Exercise requirements> The answer must consist of every line in the data that contains "southwest".

Stored items>
+++++

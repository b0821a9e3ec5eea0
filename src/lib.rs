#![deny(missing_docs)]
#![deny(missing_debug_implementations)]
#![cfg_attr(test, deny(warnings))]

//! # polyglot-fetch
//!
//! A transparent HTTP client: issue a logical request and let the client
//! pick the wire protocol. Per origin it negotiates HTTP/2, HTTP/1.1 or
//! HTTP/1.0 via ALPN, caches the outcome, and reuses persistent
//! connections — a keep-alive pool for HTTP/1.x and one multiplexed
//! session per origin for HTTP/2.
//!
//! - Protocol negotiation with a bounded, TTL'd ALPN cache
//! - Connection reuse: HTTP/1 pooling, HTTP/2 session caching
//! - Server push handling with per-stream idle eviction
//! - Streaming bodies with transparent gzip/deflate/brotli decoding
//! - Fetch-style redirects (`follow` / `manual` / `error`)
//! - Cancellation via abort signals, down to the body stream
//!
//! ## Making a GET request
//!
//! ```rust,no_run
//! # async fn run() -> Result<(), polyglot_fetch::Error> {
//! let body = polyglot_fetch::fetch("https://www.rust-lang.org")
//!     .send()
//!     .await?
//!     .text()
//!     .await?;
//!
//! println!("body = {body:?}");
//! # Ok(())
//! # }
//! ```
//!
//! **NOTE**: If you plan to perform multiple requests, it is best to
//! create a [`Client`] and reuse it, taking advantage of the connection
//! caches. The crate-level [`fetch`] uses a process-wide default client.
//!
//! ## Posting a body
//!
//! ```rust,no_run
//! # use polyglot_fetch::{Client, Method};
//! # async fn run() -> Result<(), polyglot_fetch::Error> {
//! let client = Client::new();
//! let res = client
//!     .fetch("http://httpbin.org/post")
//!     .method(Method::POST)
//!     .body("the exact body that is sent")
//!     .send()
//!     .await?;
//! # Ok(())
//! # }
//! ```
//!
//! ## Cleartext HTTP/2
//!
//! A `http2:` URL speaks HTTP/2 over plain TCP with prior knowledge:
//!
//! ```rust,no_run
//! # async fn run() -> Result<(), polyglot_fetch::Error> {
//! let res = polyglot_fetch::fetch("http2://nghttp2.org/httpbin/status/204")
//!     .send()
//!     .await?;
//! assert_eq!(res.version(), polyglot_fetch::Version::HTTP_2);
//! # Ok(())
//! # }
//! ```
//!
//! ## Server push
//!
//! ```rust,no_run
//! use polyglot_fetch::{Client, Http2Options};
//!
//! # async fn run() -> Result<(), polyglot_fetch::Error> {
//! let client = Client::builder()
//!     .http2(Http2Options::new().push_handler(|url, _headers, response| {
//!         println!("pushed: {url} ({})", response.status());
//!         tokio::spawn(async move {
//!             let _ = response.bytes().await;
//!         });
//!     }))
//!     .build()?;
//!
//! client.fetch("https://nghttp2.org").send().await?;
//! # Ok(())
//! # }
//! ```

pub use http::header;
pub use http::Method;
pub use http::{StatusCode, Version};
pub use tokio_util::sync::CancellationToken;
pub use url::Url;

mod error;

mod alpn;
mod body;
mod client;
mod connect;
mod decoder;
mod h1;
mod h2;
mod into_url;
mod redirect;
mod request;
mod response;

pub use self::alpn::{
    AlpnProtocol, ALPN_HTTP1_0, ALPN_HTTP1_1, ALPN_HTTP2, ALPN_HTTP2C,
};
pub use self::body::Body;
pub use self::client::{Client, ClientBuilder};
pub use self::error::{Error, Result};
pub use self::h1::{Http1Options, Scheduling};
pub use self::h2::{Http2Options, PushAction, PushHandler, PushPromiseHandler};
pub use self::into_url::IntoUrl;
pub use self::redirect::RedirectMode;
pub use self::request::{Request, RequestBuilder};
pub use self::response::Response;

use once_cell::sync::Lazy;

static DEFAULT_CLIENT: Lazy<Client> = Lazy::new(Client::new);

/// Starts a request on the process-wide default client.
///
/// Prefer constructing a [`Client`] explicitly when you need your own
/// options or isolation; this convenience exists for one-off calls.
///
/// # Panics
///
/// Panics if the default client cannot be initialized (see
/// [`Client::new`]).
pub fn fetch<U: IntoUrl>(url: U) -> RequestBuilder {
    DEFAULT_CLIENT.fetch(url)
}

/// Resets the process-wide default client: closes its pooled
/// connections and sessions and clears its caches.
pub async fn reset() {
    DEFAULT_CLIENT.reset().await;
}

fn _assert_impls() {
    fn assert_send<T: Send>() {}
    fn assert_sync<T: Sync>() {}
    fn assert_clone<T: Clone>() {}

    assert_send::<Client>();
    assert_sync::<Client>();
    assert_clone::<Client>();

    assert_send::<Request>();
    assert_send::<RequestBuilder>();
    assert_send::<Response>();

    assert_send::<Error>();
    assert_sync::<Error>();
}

+++++

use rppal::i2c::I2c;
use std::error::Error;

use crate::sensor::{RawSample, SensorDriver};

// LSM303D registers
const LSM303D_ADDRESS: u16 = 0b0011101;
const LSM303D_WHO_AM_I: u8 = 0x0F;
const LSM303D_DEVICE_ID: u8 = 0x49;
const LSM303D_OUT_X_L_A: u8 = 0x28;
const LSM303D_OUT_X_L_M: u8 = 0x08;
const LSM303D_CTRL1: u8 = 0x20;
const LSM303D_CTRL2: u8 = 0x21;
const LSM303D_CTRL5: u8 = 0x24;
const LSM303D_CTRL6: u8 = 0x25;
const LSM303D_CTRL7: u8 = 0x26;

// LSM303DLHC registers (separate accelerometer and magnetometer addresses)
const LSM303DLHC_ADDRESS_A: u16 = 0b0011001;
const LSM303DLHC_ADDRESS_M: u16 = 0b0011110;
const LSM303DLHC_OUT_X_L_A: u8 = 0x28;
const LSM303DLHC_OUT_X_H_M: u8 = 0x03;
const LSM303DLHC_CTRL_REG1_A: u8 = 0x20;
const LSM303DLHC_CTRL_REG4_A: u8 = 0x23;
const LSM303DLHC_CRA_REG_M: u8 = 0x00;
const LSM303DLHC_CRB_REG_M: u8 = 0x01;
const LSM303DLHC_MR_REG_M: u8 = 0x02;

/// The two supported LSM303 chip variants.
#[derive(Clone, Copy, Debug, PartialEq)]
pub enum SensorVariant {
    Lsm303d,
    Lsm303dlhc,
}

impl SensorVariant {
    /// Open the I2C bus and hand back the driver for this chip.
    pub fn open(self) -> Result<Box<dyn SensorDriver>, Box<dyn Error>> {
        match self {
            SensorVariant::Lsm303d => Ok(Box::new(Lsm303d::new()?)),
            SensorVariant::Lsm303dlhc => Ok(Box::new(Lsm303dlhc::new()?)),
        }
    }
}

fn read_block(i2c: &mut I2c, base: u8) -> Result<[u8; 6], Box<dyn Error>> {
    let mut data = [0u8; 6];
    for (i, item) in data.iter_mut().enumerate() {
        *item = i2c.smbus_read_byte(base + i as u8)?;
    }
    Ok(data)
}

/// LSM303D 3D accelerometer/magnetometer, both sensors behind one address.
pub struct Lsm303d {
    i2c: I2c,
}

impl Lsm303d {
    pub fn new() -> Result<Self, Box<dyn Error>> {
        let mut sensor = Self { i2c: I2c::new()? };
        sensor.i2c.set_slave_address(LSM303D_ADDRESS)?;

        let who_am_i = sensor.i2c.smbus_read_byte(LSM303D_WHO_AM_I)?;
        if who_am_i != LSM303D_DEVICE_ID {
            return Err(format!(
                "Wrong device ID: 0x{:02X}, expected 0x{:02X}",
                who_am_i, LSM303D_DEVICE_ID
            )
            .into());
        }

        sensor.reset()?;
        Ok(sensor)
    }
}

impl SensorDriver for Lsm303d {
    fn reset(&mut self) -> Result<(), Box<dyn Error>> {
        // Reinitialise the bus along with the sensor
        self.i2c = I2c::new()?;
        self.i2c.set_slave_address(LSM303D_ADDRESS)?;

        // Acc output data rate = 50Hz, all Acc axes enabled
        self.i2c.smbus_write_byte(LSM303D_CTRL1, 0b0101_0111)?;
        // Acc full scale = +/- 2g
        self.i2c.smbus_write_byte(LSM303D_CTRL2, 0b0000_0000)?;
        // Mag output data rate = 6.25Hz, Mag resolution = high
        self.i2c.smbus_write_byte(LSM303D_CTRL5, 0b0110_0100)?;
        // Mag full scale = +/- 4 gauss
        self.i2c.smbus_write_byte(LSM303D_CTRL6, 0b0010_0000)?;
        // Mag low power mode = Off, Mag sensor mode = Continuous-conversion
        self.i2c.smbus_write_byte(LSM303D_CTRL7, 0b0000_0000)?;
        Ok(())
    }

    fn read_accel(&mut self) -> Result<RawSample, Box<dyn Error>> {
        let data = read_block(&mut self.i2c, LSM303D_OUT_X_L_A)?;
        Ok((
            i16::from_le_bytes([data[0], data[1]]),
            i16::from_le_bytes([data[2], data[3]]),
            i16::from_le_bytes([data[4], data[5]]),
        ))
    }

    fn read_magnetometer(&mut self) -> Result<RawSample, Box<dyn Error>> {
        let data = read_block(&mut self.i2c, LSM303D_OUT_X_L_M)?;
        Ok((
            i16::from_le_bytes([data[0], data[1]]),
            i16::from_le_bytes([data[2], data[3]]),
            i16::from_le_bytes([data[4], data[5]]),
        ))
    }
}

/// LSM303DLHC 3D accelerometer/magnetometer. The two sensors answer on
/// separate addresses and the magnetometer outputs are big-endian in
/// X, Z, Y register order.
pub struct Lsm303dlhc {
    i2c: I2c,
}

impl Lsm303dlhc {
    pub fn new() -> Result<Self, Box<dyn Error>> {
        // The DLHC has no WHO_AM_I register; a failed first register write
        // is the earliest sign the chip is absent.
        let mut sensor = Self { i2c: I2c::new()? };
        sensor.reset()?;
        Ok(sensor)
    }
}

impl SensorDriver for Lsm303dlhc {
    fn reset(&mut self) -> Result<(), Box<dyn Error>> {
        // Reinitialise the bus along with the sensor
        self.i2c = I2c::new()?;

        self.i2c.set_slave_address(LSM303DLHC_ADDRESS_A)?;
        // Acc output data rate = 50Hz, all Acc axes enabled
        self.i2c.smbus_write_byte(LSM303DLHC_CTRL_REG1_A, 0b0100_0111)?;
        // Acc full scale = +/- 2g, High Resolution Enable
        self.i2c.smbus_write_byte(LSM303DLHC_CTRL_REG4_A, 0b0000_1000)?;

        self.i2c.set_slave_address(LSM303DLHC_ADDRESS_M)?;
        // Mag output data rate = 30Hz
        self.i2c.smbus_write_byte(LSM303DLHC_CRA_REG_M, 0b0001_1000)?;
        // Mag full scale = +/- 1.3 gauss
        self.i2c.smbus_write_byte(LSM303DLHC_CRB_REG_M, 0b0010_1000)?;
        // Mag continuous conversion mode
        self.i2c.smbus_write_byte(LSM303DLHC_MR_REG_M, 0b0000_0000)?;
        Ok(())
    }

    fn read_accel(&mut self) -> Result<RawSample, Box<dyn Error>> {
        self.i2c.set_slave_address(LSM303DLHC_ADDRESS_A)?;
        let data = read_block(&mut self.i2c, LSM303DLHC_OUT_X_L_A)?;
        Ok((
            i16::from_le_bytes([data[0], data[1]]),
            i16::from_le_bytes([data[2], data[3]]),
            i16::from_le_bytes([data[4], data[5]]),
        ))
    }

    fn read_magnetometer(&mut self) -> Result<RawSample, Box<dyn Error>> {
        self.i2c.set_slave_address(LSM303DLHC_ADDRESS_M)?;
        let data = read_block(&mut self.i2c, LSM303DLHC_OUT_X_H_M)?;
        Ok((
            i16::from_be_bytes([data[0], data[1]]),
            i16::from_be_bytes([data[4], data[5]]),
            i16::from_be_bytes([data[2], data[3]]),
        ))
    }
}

+++++

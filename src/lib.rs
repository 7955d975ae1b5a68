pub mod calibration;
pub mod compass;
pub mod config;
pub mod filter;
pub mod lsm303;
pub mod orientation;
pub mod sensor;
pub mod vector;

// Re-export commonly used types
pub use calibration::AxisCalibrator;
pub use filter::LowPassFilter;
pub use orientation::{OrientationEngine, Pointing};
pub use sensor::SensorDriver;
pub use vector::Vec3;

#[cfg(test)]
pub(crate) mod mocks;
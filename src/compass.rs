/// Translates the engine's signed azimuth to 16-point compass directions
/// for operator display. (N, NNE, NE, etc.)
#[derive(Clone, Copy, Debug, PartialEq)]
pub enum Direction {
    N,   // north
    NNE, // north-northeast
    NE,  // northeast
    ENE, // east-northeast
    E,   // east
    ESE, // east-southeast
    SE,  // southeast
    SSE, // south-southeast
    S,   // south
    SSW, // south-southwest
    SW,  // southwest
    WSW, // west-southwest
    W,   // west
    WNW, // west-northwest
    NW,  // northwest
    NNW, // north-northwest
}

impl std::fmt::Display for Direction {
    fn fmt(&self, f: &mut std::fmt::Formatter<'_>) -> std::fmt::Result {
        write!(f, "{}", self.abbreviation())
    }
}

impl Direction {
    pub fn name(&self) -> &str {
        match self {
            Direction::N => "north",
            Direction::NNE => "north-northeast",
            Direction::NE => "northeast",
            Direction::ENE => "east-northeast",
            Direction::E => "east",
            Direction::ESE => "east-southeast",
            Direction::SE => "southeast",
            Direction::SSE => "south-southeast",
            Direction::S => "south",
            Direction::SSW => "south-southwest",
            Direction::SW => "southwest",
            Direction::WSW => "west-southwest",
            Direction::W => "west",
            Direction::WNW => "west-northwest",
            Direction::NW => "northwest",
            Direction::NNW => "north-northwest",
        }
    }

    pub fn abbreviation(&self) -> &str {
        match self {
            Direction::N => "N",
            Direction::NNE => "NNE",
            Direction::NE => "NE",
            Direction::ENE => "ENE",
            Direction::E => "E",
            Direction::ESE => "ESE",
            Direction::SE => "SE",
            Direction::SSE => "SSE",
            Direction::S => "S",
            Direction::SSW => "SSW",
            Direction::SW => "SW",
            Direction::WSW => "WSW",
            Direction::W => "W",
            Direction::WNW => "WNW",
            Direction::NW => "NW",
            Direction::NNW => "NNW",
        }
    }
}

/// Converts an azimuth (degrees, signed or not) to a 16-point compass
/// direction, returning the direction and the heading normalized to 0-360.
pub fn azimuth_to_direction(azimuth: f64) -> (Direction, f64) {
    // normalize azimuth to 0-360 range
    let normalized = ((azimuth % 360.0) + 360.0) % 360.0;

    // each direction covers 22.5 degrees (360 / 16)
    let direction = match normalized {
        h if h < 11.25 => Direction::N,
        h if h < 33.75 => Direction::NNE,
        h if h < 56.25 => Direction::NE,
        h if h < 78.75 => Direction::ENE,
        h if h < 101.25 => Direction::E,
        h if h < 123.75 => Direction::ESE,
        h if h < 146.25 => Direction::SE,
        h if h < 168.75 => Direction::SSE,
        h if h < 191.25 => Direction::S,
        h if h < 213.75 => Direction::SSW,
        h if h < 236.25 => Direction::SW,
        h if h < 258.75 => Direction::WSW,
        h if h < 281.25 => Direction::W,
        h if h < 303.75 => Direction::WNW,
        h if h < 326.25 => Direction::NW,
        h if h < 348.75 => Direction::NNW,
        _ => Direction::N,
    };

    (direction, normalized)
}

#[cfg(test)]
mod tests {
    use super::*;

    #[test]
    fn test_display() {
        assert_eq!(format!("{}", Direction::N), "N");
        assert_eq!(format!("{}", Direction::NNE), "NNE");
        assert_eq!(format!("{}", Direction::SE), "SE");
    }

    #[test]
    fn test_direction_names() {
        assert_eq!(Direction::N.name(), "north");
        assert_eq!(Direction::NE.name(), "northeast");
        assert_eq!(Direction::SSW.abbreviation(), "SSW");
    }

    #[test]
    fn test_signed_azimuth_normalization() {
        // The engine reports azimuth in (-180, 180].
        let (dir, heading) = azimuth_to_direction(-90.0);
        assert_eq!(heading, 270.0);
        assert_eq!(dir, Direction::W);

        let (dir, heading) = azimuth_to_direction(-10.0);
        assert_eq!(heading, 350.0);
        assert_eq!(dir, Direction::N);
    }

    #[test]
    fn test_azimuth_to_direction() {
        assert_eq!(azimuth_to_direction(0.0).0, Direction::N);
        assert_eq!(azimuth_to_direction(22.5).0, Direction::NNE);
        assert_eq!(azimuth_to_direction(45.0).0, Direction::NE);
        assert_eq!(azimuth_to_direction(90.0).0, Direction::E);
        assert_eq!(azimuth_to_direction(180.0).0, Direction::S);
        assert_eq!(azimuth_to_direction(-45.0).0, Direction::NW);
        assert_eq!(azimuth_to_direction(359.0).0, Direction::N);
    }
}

+++++

Answer area>
    SSW, // south-southwest
    SW,  // southwest
    WSW, // west-southwest
            Direction::SSW => "south-southwest",
            Direction::SW => "southwest",
            Direction::WSW => "west-southwest",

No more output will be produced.